use chrono::NaiveDate;
use eframe::egui::{Color32, Stroke, Ui};
use egui_plot::{Bar, BarChart, Legend, Line, Plot, PlotPoints, Points, Polygon};

use crate::color::ColorMap;
use crate::settings;

// ---------------------------------------------------------------------------
// KPI sparkline
// ---------------------------------------------------------------------------

/// Small trend line under a KPI card. The series is a synthetic
/// placeholder, so the plot is deliberately minimal: no axes, no
/// interaction.
pub fn sparkline(ui: &mut Ui, id: &str, values: &[f64]) {
    if values.is_empty() {
        return;
    }
    let points: PlotPoints = values
        .iter()
        .enumerate()
        .map(|(i, &v)| [i as f64, v])
        .collect();

    Plot::new(id)
        .height(settings::KPI_SPARKLINE_HEIGHT)
        .show_axes(false)
        .show_grid(false)
        .allow_drag(false)
        .allow_zoom(false)
        .allow_scroll(false)
        .allow_boxed_zoom(false)
        .show_x(false)
        .show_y(false)
        .show(ui, |plot_ui| {
            plot_ui.line(Line::new(points).color(settings::PRIMARY).width(2.0));
        });
}

// ---------------------------------------------------------------------------
// Bar chart (categorical x axis)
// ---------------------------------------------------------------------------

/// Vertical bar chart over labelled categories, one colour per category.
pub fn bar_chart(ui: &mut Ui, id: &str, entries: &[(String, f64)], colors: &ColorMap) {
    let labels: Vec<String> = entries.iter().map(|(l, _)| l.clone()).collect();
    let bars: Vec<Bar> = entries
        .iter()
        .enumerate()
        .map(|(i, (label, value))| {
            Bar::new(i as f64, *value)
                .width(0.6)
                .name(label)
                .fill(colors.color_for_label(label))
        })
        .collect();

    Plot::new(id)
        .height(settings::CHART_HEIGHT)
        .legend(Legend::default())
        .allow_scroll(false)
        .x_axis_formatter(move |mark, _range| {
            let idx = mark.value.round() as isize;
            if mark.value.fract().abs() < f64::EPSILON && idx >= 0 && (idx as usize) < labels.len()
            {
                labels[idx as usize].clone()
            } else {
                String::new()
            }
        })
        .show(ui, |plot_ui| {
            plot_ui.bar_chart(BarChart::new(bars));
        });
}

// ---------------------------------------------------------------------------
// Pie chart (polygon wedges)
// ---------------------------------------------------------------------------

/// Pie chart built from filled polygon wedges; the legend carries the
/// labels. Zero and negative slices are skipped.
pub fn pie_chart(ui: &mut Ui, id: &str, slices: &[(String, f64)], colors: &ColorMap) {
    let total: f64 = slices.iter().map(|(_, v)| v.max(0.0)).sum();
    if total <= 0.0 {
        ui.label("Not enough data.");
        return;
    }

    Plot::new(id)
        .height(settings::CHART_HEIGHT)
        .legend(Legend::default())
        .data_aspect(1.0)
        .show_axes(false)
        .show_grid(false)
        .allow_drag(false)
        .allow_zoom(false)
        .allow_scroll(false)
        .allow_boxed_zoom(false)
        .show_x(false)
        .show_y(false)
        .show(ui, |plot_ui| {
            let mut angle = std::f64::consts::FRAC_PI_2; // start at 12 o'clock
            for (label, value) in slices {
                if *value <= 0.0 {
                    continue;
                }
                let sweep = value / total * std::f64::consts::TAU;
                let mut points = vec![[0.0, 0.0]];
                let steps = (sweep / 0.05).ceil().max(2.0) as usize;
                for s in 0..=steps {
                    let a = angle - sweep * (s as f64 / steps as f64);
                    points.push([a.cos(), a.sin()]);
                }
                angle -= sweep;

                let color = colors.color_for_label(label);
                plot_ui.polygon(
                    Polygon::new(PlotPoints::from(points))
                        .name(label)
                        .fill_color(color)
                        .stroke(Stroke::new(1.0, color)),
                );
            }
        });
}

// ---------------------------------------------------------------------------
// Scatter chart
// ---------------------------------------------------------------------------

/// One point of a scatter chart: position, legend group, optional bubble
/// weight (mapped to the marker radius).
pub struct ScatterPoint {
    pub x: f64,
    pub y: f64,
    pub group: String,
    pub weight: Option<f64>,
}

/// Scatter chart with per-group colours and optional bubble sizing.
pub fn scatter_chart(
    ui: &mut Ui,
    id: &str,
    x_label: &str,
    y_label: &str,
    points: &[ScatterPoint],
    colors: &ColorMap,
) {
    if points.is_empty() {
        ui.label("Not enough data.");
        return;
    }

    let max_weight = points
        .iter()
        .filter_map(|p| p.weight)
        .fold(0.0_f64, f64::max);

    Plot::new(id)
        .height(settings::CHART_HEIGHT)
        .legend(Legend::default())
        .x_axis_label(x_label.to_string())
        .y_axis_label(y_label.to_string())
        .allow_scroll(false)
        .show(ui, |plot_ui| {
            for p in points {
                let radius = match (p.weight, max_weight > 0.0) {
                    (Some(w), true) => 3.0 + (w / max_weight) as f32 * 6.0,
                    _ => 3.5,
                };
                plot_ui.points(
                    Points::new(vec![[p.x, p.y]])
                        .radius(radius)
                        .color(colors.color_for_label(&p.group))
                        .name(&p.group),
                );
            }
        });
}

// ---------------------------------------------------------------------------
// Timeline (horizontal date ranges)
// ---------------------------------------------------------------------------

/// One row of the engagement timeline.
pub struct TimelineRow {
    pub label: String,
    pub start: NaiveDate,
    pub end: NaiveDate,
    pub color: Color32,
}

/// Horizontal bars spanning each row's date range; x axis in days from the
/// earliest start, formatted back to dates.
pub fn timeline(ui: &mut Ui, id: &str, rows: &[TimelineRow]) {
    let Some(origin) = rows.iter().map(|r| r.start).min() else {
        ui.label("Not enough data.");
        return;
    };

    let labels: Vec<String> = rows.iter().map(|r| r.label.clone()).collect();
    let bars: Vec<Bar> = rows
        .iter()
        .enumerate()
        .map(|(i, row)| {
            let start = (row.start - origin).num_days() as f64;
            let end = (row.end - origin).num_days() as f64;
            Bar::new(i as f64, (end - start).max(1.0))
                .base_offset(start)
                .width(0.5)
                .name(&row.label)
                .fill(row.color)
        })
        .collect();

    Plot::new(id)
        .height(settings::CHART_HEIGHT)
        .allow_scroll(false)
        .x_axis_formatter(move |mark, _range| {
            let days = mark.value.round() as i64;
            (origin + chrono::Duration::days(days))
                .format("%Y-%m-%d")
                .to_string()
        })
        .y_axis_formatter(move |mark, _range| {
            let idx = mark.value.round() as isize;
            if mark.value.fract().abs() < f64::EPSILON && idx >= 0 && (idx as usize) < labels.len()
            {
                labels[idx as usize].clone()
            } else {
                String::new()
            }
        })
        .show(ui, |plot_ui| {
            plot_ui.bar_chart(BarChart::new(bars).horizontal());
        });
}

▬▬▬

**About this exercise:** What lines in the listing above hold the string "BarChart"? List them.

**Solution to this exercise:**
use egui_plot::{Bar, BarChart, Legend, Line, Plot, PlotPoints, Points, Polygon};
            plot_ui.bar_chart(BarChart::new(bars));
            plot_ui.bar_chart(BarChart::new(bars).horizontal());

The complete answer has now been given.